▶ [YOUR OBJECTIVE] The word "match" marks the lines to keep; find each one in the data and copy it.

[[ TASK INPUTS, beginning ]]

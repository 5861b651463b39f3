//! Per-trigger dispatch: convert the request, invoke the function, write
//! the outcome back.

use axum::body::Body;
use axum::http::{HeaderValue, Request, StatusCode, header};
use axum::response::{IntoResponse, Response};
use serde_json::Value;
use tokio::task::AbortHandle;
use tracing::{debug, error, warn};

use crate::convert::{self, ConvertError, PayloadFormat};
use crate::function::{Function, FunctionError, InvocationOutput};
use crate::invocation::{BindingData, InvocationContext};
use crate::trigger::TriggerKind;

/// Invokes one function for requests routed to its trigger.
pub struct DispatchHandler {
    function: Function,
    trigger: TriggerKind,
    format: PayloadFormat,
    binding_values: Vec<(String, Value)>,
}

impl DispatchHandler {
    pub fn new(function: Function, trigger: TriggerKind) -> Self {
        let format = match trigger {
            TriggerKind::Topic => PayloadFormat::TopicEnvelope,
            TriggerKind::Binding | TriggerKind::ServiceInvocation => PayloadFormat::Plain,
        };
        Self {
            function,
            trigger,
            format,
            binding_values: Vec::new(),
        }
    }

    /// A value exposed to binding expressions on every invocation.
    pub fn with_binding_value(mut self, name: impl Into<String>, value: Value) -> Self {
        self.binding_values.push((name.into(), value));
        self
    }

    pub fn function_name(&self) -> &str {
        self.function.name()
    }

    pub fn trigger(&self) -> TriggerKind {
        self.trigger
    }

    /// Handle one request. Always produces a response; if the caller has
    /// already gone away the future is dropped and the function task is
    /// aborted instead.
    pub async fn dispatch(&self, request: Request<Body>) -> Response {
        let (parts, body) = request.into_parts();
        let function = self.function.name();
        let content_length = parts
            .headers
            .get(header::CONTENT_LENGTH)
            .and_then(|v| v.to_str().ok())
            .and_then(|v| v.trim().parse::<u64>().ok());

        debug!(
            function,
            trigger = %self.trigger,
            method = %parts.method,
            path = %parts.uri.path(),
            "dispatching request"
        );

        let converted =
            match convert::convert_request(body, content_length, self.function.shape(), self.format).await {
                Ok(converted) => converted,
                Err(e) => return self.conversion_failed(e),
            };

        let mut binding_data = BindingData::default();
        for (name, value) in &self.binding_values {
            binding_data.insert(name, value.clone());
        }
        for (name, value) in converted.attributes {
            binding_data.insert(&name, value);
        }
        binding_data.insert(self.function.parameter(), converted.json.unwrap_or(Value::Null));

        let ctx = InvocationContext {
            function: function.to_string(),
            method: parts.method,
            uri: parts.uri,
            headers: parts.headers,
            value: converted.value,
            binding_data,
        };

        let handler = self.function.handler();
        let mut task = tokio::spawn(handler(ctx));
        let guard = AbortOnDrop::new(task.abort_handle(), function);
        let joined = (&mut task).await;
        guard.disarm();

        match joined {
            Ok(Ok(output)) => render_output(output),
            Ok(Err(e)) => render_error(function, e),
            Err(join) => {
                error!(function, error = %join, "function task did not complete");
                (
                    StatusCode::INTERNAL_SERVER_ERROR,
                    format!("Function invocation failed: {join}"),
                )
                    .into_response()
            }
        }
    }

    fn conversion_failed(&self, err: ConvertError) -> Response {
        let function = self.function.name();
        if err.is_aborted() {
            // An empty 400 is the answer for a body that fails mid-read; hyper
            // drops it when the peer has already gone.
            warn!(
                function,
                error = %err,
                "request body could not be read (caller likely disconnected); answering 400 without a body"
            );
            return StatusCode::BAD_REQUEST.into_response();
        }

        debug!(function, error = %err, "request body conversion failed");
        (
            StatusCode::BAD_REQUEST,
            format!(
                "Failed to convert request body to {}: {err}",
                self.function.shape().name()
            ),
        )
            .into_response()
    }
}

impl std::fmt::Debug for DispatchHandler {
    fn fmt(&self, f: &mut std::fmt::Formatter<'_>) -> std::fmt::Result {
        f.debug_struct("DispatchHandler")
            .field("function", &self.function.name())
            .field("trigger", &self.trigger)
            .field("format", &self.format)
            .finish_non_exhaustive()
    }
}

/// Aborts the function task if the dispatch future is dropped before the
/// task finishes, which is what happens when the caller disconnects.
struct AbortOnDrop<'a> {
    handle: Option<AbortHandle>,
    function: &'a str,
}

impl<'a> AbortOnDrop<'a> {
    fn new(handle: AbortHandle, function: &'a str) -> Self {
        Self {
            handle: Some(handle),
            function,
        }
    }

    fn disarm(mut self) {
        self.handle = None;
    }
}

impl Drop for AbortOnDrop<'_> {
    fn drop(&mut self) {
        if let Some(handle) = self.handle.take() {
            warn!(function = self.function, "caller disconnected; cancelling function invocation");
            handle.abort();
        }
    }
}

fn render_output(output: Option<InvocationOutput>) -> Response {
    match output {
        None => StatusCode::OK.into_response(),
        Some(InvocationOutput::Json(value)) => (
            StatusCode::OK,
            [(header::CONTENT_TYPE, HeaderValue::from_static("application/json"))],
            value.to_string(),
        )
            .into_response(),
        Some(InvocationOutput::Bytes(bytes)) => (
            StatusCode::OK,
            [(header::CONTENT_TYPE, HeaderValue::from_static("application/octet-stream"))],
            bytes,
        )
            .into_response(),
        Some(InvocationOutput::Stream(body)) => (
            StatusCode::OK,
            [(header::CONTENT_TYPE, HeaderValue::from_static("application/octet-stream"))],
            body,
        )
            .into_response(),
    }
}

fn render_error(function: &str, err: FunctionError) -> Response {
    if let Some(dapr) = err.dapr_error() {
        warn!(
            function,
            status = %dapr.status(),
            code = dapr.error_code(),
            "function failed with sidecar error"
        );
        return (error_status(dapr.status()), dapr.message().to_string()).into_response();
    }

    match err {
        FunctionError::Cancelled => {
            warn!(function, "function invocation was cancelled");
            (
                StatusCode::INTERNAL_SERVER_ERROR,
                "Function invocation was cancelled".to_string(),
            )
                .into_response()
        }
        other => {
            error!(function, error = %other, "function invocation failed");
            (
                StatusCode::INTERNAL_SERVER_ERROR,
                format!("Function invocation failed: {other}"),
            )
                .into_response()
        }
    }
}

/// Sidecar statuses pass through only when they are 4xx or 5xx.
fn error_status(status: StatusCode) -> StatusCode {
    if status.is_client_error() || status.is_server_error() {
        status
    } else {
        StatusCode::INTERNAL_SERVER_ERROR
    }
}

[[ TASK INPUTS, end ]]
[[ TASK INPUTS, beginning ]]

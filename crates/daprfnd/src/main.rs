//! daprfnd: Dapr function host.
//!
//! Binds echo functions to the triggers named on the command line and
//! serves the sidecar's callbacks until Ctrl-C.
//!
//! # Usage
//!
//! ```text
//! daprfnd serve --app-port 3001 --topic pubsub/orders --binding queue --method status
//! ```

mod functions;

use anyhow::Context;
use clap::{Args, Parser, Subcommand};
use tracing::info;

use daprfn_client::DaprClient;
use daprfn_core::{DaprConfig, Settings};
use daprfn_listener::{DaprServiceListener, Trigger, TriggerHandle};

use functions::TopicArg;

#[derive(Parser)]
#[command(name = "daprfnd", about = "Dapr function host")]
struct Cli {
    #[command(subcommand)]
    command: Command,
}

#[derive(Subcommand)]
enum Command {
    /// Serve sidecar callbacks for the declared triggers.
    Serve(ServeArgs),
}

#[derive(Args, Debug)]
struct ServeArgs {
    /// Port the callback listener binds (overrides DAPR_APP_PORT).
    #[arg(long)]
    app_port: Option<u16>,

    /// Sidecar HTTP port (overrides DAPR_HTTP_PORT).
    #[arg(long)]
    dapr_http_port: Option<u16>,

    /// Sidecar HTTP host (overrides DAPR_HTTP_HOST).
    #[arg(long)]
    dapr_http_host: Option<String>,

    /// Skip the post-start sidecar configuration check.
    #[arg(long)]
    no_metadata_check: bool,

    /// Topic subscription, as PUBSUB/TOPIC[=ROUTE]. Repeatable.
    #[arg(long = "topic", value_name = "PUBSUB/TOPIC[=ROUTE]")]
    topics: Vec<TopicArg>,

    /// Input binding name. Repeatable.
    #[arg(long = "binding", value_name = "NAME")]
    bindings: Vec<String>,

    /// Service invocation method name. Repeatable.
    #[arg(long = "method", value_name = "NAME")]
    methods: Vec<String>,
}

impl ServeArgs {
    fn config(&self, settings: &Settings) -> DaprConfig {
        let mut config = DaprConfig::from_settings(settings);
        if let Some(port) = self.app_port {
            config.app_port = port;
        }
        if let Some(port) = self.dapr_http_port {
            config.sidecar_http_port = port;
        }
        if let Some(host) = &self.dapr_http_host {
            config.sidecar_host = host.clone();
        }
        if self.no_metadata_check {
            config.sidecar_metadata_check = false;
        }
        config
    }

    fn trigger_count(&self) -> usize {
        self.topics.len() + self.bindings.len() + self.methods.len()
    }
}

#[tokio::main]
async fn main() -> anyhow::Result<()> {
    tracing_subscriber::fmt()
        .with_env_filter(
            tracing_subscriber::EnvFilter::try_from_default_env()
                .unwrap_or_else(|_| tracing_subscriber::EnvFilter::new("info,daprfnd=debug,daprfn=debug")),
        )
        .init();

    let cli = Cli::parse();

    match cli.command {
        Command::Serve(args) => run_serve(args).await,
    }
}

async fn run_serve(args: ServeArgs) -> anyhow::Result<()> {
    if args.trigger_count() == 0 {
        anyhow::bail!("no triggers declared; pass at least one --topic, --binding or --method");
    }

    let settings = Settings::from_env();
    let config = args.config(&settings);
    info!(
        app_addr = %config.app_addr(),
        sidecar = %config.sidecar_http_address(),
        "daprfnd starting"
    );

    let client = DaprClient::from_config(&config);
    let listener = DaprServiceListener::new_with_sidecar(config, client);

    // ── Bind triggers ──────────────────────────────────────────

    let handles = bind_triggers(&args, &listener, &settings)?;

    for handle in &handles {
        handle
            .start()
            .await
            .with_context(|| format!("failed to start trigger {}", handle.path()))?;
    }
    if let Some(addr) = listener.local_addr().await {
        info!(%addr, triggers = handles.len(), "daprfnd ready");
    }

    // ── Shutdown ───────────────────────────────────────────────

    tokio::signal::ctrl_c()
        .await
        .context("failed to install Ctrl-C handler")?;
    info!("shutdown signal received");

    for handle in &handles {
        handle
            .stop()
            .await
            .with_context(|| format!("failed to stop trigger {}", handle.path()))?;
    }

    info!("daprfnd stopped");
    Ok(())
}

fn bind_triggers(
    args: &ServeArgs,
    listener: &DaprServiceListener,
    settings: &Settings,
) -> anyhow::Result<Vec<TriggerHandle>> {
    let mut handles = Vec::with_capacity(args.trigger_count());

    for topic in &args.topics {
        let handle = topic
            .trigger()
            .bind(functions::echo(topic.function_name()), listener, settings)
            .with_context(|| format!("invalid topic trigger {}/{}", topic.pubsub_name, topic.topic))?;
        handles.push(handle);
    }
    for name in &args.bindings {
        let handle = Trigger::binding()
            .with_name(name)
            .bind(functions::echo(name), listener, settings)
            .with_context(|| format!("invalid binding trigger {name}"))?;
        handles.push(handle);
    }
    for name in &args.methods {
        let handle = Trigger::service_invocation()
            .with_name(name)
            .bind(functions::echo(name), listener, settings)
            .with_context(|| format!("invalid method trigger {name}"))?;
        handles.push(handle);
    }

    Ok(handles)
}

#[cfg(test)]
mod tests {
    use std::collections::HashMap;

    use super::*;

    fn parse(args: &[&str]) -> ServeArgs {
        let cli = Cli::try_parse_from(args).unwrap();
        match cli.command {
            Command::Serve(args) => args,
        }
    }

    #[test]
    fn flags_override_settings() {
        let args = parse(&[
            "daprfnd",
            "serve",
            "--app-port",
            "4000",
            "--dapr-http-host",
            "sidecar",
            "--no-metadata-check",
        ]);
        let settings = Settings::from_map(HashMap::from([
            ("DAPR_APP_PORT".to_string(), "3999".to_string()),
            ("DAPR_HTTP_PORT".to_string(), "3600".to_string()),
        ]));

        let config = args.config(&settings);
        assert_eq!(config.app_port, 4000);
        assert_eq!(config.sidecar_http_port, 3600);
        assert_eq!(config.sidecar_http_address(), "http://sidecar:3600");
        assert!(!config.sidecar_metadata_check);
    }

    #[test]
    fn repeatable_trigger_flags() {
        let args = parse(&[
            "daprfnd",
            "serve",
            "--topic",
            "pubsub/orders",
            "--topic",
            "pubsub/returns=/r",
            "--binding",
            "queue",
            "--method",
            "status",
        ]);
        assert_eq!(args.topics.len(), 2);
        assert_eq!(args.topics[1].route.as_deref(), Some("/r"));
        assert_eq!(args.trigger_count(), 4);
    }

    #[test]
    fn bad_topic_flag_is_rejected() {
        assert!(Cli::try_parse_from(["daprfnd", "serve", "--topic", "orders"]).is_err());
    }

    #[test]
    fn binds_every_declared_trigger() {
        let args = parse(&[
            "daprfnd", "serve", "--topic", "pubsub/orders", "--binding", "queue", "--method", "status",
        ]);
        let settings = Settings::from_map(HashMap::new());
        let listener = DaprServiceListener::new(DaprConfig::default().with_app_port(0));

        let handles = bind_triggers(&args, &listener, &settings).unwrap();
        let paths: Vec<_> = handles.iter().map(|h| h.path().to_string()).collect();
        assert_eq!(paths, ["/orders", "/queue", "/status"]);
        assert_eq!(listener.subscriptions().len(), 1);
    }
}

[[ TASK INPUTS, end ]]

▶ [EXERCISE ANSWER]
        let format = match trigger {
            match convert::convert_request(body, content_length, self.function.shape(), self.format).await {
        match joined {
    match output {
    match err {
    match cli.command {
        match cli.command {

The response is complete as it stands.